Nous avons donné suite aux recommandations de la loi de la Cour constitutionnelle. Deux recommandations principales ont été faites au Conseil judiciaire. La première recommandation a été que les candidats votent sur une liste en paquets, et non pas individuellement, et qu'ils donnent le sentiment d'une abstention. Nous avons confirmé la recommandation de la loi de la Cour constitutionnelle. Nous avons modifié le règlement, tous les candidats ont été inscrits sur une liste électorale et les membres du Conseil, selon qui, ont voté un candidat. Le sens du vote d'abstention est également indiqué. Je crois que c'est fini.
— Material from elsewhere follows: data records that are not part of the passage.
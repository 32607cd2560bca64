//! Accounting (zhiweijz) platform: JWT-authenticated smart bookkeeping.

use std::time::Duration;

use async_trait::async_trait;
use base64::Engine;
use base64::engine::general_purpose::URL_SAFE_NO_PAD;
use log::{debug, info, warn};
use secrecy::ExposeSecret;
use serde::Deserialize;
use serde_json::json;
use tokio::sync::Mutex;

use wxrelay_common::{
    MessageSendMode, PlatformDescriptor, PlatformKind, PlatformReply, ZhiweijzConfig,
};

use crate::error::{PlatformError, Result};
use crate::{Platform, PlatformRequest, api_error};

/// The upstream's marker for a message that has nothing to do with
/// bookkeeping; arrives in an HTTP 400 body.
const IRRELEVANT_MARKER: &str = "消息与记账无关";

/// The fixed notice sent back (when configured) for irrelevant messages.
const IRRELEVANT_REPLY: &str = "信息与记账无关";

/// Tokens are refreshed this long before their `exp` claim.
const TOKEN_SAFETY_WINDOW_SECS: i64 = 300;

/// A held JWT and its decoded expiry.
#[derive(Debug, Clone, Default)]
struct TokenState {
    token: Option<String>,
    expires_at: Option<i64>,
}

impl TokenState {
    fn is_valid(&self, now: i64) -> bool {
        match (&self.token, self.expires_at) {
            (Some(_), Some(expires_at)) => now < expires_at - TOKEN_SAFETY_WINDOW_SECS,
            (Some(_), None) => true,
            _ => false,
        }
    }
}

/// `/api/auth/login` response body.
#[derive(Debug, Deserialize)]
struct LoginResponse {
    token: Option<String>,
}

/// Accounting platform.
pub struct ZhiweijzPlatform {
    id: String,
    name: String,
    config: ZhiweijzConfig,
    client: reqwest::Client,
    /// Token state is owned by this worker; all access goes through its
    /// methods.
    token: Mutex<TokenState>,
}

impl ZhiweijzPlatform {
    /// Builds the platform from a stored descriptor.
    ///
    /// # Errors
    ///
    /// Returns [`PlatformError::Config`] for a malformed config blob or
    /// missing credentials.
    pub fn from_descriptor(descriptor: &PlatformDescriptor) -> Result<Self> {
        let config: ZhiweijzConfig = serde_json::from_value(descriptor.config.clone())
            .map_err(|e| PlatformError::Config(format!("zhiweijz config: {e}")))?;
        if config.server_url.is_empty() || config.username.is_empty() {
            return Err(PlatformError::Config(
                "zhiweijz server_url and username are required".to_string(),
            ));
        }
        let client = reqwest::Client::builder()
            .timeout(Duration::from_secs(config.request_timeout))
            .build()?;
        Ok(Self {
            id: descriptor.platform_id.clone(),
            name: descriptor.name.clone(),
            config,
            client,
            token: Mutex::new(TokenState::default()),
        })
    }

    fn server_url(&self) -> &str {
        self.config.server_url.trim_end_matches('/')
    }

    /// Logs in and stores the fresh token. Returns it for immediate use.
    async fn login(&self) -> Result<String> {
        let response = self
            .client
            .post(format!("{}/api/auth/login", self.server_url()))
            .json(&json!({
                "email": self.config.username,
                "password": self.config.password.expose_secret(),
            }))
            .send()
            .await?;
        let status = response.status();
        let body = response.text().await.unwrap_or_default();
        if !status.is_success() {
            return Err(api_error(status.as_u16(), &body));
        }

        let parsed: LoginResponse = serde_json::from_str(&body)?;
        let token = parsed.token.ok_or_else(|| {
            PlatformError::InvalidResponse("login response without token".to_string())
        })?;

        let expires_at = jwt_expiry(&token);
        let mut state = self.token.lock().await;
        state.token = Some(token.clone());
        state.expires_at = expires_at;
        info!("zhiweijz login ok, token expires at {expires_at:?}");
        Ok(token)
    }

    /// Returns a token valid for at least the safety window, logging in when
    /// allowed and needed.
    async fn ensure_token(&self, now: i64) -> Result<String> {
        {
            let state = self.token.lock().await;
            if state.is_valid(now)
                && let Some(token) = &state.token
            {
                return Ok(token.clone());
            }
        }
        if !self.config.auto_login {
            return Err(PlatformError::Config(
                "token expired and auto_login is disabled".to_string(),
            ));
        }
        self.login().await
    }

    async fn post_accounting(
        &self,
        token: &str,
        description: &str,
        user_name: Option<&str>,
    ) -> Result<reqwest::Response> {
        let mut body = json!({
            "description": description,
            "accountBookId": self.config.account_book_id,
        });
        if let Some(user_name) = user_name {
            body["userName"] = json!(user_name);
        }
        Ok(self
            .client
            .post(format!(
                "{}/api/ai/smart-accounting/direct",
                self.server_url()
            ))
            .bearer_auth(token)
            .json(&body)
            .send()
            .await?)
    }

    fn irrelevant_reply(&self) -> PlatformReply {
        if self.config.warn_on_irrelevant {
            PlatformReply::text(IRRELEVANT_REPLY)
        } else {
            PlatformReply::declined(IRRELEVANT_REPLY)
        }
    }
}

/// Decodes the `exp` claim of a JWT without verifying the signature; the
/// expiry only drives proactive refresh, the server stays authoritative.
fn jwt_expiry(token: &str) -> Option<i64> {
    let payload = token.split('.').nth(1)?;
    let decoded = URL_SAFE_NO_PAD.decode(payload.trim_end_matches('=')).ok()?;
    let claims: serde_json::Value = serde_json::from_slice(&decoded).ok()?;
    claims.get("exp").and_then(serde_json::Value::as_i64)
}

/// Renders the upstream accounting result into the chat reply.
fn format_accounting_reply(result: &serde_json::Value) -> String {
    if let Some(smart) = result.get("smartAccountingResult") {
        return format_smart_result(smart);
    }
    if let Some(data) = result.get("data") {
        return format_data_result(data);
    }
    "✅ 记账成功！".to_string()
}

fn format_smart_result(smart: &serde_json::Value) -> String {
    if smart.get("isRelevant").and_then(serde_json::Value::as_bool) == Some(false) {
        return IRRELEVANT_REPLY.to_string();
    }
    if let Some(error) = smart.get("error").and_then(serde_json::Value::as_str) {
        let lowered = error.to_lowercase();
        if lowered.contains("token") && (lowered.contains("limit") || error.contains("限制")) {
            return format!("💳 token使用达到限制: {error}");
        }
        if lowered.contains("rate") || error.contains("频繁") || lowered.contains("too many") {
            return format!("⏱️ 访问过于频繁: {error}");
        }
        return format!("❌ 记账失败: {error}");
    }

    let Some(amount) = field(smart, &["amount"]) else {
        let message = field(smart, &["message"]).unwrap_or_else(|| "记账失败".to_string());
        return format!("❌ 记账失败: {message}");
    };

    let mut lines = vec!["✅ 记账成功！".to_string()];
    // note carries the cleaned-up detail, originalDescription the raw text.
    if let Some(note) = field(smart, &["note", "description"]) {
        lines.push(format!("📝 明细：{note}"));
    }
    if let Some(date) = field(smart, &["date"]) {
        let date = date.split('T').next().unwrap_or(&date).to_string();
        lines.push(format!("📅 日期：{date}"));
    }
    push_direction_category(
        &mut lines,
        field(smart, &["type", "direction"]).as_deref(),
        field(smart, &["categoryName", "category"]).as_deref(),
    );
    lines.push(format!("💰 金额：{amount}元"));
    if let Some(budget) = field(smart, &["budgetName", "budget"]) {
        let owner = field(smart, &["budgetOwnerName", "budgetOwner"]);
        if budget == "个人预算"
            && let Some(owner) = owner
        {
            lines.push(format!("📊 预算：{budget}（{owner}）"));
        } else {
            lines.push(format!("📊 预算：{budget}"));
        }
    }
    lines.join("\n")
}

fn format_data_result(data: &serde_json::Value) -> String {
    let mut lines = vec!["✅ 记账成功！".to_string()];
    if let Some(description) = field(data, &["description"]) {
        lines.push(format!("📝 明细：{description}"));
    }
    if let Some(date) = field(data, &["date"]) {
        lines.push(format!("📅 日期：{date}"));
    }
    push_direction_category(
        &mut lines,
        field(data, &["direction"]).as_deref().or(Some("支出")),
        field(data, &["category"]).as_deref(),
    );
    if let Some(amount) = field(data, &["amount"]) {
        lines.push(format!("💰 金额：{amount}元"));
    }
    match data.get("budget") {
        Some(serde_json::Value::Object(budget)) => {
            let remaining = budget.get("remaining").map_or_else(
                || "0".to_string(),
                |v| v.as_f64().map_or_else(|| v.to_string(), |f| f.to_string()),
            );
            lines.push(format!("📊 预算余额：{remaining}元"));
        }
        Some(serde_json::Value::String(budget)) => {
            lines.push(format!("📊 预算：{budget}"));
        }
        _ => {}
    }
    lines.join("\n")
}

fn push_direction_category(
    lines: &mut Vec<String>,
    direction: Option<&str>,
    category: Option<&str>,
) {
    let mut parts = Vec::new();
    if let Some(direction) = direction.filter(|d| !d.is_empty()) {
        let (icon, text) = direction_info(direction);
        parts.push(format!("{icon} 方向：{text}"));
    }
    if let Some(category) = category.filter(|c| !c.is_empty()) {
        parts.push(format!("分类：{}{category}", category_icon(category)));
    }
    if !parts.is_empty() {
        lines.push(parts.join("；"));
    }
}

/// String or number field lookup with fallback key order.
fn field(value: &serde_json::Value, keys: &[&str]) -> Option<String> {
    keys.iter().find_map(|key| match value.get(*key) {
        Some(serde_json::Value::String(s)) if !s.is_empty() => Some(s.clone()),
        Some(serde_json::Value::Number(n)) => Some(n.to_string()),
        _ => None,
    })
}

/// Icon for an expense/income category.
fn category_icon(category: &str) -> &'static str {
    match category {
        "餐饮" => "🍽️",
        "交通" => "🚗",
        "购物" => "🛒",
        "娱乐" => "🎮",
        "医疗" => "🏥",
        "教育" => "📚",
        "学习" => "📝",
        "日用" => "🧴",
        "住房" => "🏠",
        "通讯" => "📱",
        "服装" => "👕",
        "美容" => "💄",
        "运动" => "⚽",
        "旅游" => "✈️",
        "投资" => "💰",
        "保险" => "🛡️",
        "转账" => "💸",
        "红包" => "🧧",
        "工资" => "💼",
        "奖金" => "🎁",
        "兼职" => "👨‍💻",
        "理财" => "📈",
        "其他" => "📦",
        _ => "📂",
    }
}

/// Icon and display text for a booking direction.
fn direction_info(direction: &str) -> (&'static str, String) {
    match direction.to_lowercase().as_str() {
        "支出" | "expense" => ("💸", "支出".to_string()),
        "收入" | "income" => ("💰", "收入".to_string()),
        "transfer" | "转账" => ("🔄", "转账".to_string()),
        _ => ("💸", direction.to_string()),
    }
}

#[async_trait]
impl Platform for ZhiweijzPlatform {
    fn id(&self) -> &str {
        &self.id
    }

    fn name(&self) -> &str {
        &self.name
    }

    fn kind(&self) -> PlatformKind {
        PlatformKind::Zhiweijz
    }

    fn send_mode(&self) -> MessageSendMode {
        self.config.message_send_mode
    }

    async fn test_connection(&self) -> Result<serde_json::Value> {
        let token = self.login().await?;
        let response = self
            .client
            .get(format!("{}/api/account-books", self.server_url()))
            .bearer_auth(&token)
            .send()
            .await?;
        let status = response.status();
        let body = response.text().await.unwrap_or_default();
        if !status.is_success() {
            return Err(api_error(status.as_u16(), &body));
        }
        let books: serde_json::Value = serde_json::from_str(&body)?;
        Ok(json!({
            "server_url": self.config.server_url,
            "username": self.config.username,
            "current_account_book": self.config.account_book_name.clone()
                .unwrap_or_else(|| self.config.account_book_id.clone()),
            "account_books": books,
        }))
    }

    async fn process_message(&self, request: &PlatformRequest) -> Result<PlatformReply> {
        let now = chrono_now();
        let token = self.ensure_token(now).await?;
        let sender_name = request.sender_remark.as_deref().filter(|r| !r.is_empty());
        let sender_name = sender_name.or(Some(request.sender.as_str()).filter(|s| !s.is_empty()));

        debug!("posting accounting request for {}", request.message_id);
        let response = self
            .post_accounting(&token, &request.content, sender_name)
            .await?;
        let status = response.status().as_u16();
        let body = response.text().await.unwrap_or_default();

        let (status, body) = if status == 401 {
            // Stale token: one re-login and retry, then give up.
            warn!("zhiweijz token rejected, re-logging in");
            let token = self.login().await?;
            let retry = self
                .post_accounting(&token, &request.content, sender_name)
                .await?;
            let retry_status = retry.status().as_u16();
            let retry_body = retry.text().await.unwrap_or_default();
            (retry_status, retry_body)
        } else {
            (status, body)
        };

        match status {
            200 | 201 => {
                let parsed: serde_json::Value =
                    serde_json::from_str(&body).unwrap_or(serde_json::Value::Null);
                let formatted = format_accounting_reply(&parsed);
                if formatted.contains(IRRELEVANT_REPLY) {
                    return Ok(self.irrelevant_reply());
                }
                Ok(PlatformReply::text(formatted).with_raw(parsed))
            }
            400 if body.contains(IRRELEVANT_MARKER) => {
                info!("message {} is unrelated to bookkeeping", request.message_id);
                Ok(self.irrelevant_reply())
            }
            _ => Err(api_error(status, &body)),
        }
    }
}

fn chrono_now() -> i64 {
    chrono_now_impl()
}

#[cfg(not(test))]
fn chrono_now_impl() -> i64 {
    use std::time::{SystemTime, UNIX_EPOCH};
    SystemTime::now()
        .duration_since(UNIX_EPOCH)
        .map_or(0, |d| i64::try_from(d.as_secs()).unwrap_or(i64::MAX))
}

#[cfg(test)]
fn chrono_now_impl() -> i64 {
    1_700_000_000
}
J'ai dit que nous avions une coopération et que nous remercions nos partenaires internationaux pour leurs conseils et suggestions, mais maintenant cela ne signifie pas que nous serons toujours en mesure de nous entendre, parce que ce sont des normes que même dans la décision de la Cour constitutionnelle il est recommandé que le vote secret soit la norme et le vote précédent avec la Constitution de la République du Kosovo.
Radio Free Europe: Quel est le défi pour le fonctionnement parallèle du système judiciaire unique dans le nord du Kosovo?
Nehat Idrizi: En 2013, l'accord de justice a été signé entre les deux premiers ministres du Kosovo et de la Serbie. Malheureusement, la mise en œuvre de cet accord de 2013 à aujourd'hui n'a pas été faite même si nous avons préparé la mise en œuvre de cet accord pour commencer en janvier de cette année, mais cela ne s'est pas produit.
Maintenant, nous espérons qu'après la réunion des deux présidents à Bruxelles, qui ont promis que la mise en œuvre aurait lieu, nous en sommes maintenant à la phase de préparation de la mise en œuvre de cet accord. Nous espérons que le 17 octobre sera prêt et nous espérons que, enfin, en dépit de certains échecs, il y aura enfin la mise en œuvre de cet accord.
C'est aussi l'objectif principal, c'est-à-dire disposer d'un système judiciaire unique dans le nord, ce qui signifie que même les juges travailleront en vertu de la législation du Kosovo. Les juges serbes, albanais, turcs et autres travailleront ensemble, ainsi que dans la partie nord du sud.
Des juges des affaires criminelles seront déployés dans la partie nord, dans toutes les collectivités sélectionnées. Entre-temps, dans la partie sud, des juges des affaires civiles et le département de la délinquance juvénile seront déployés sur le site de l'ancienne Yugobanka.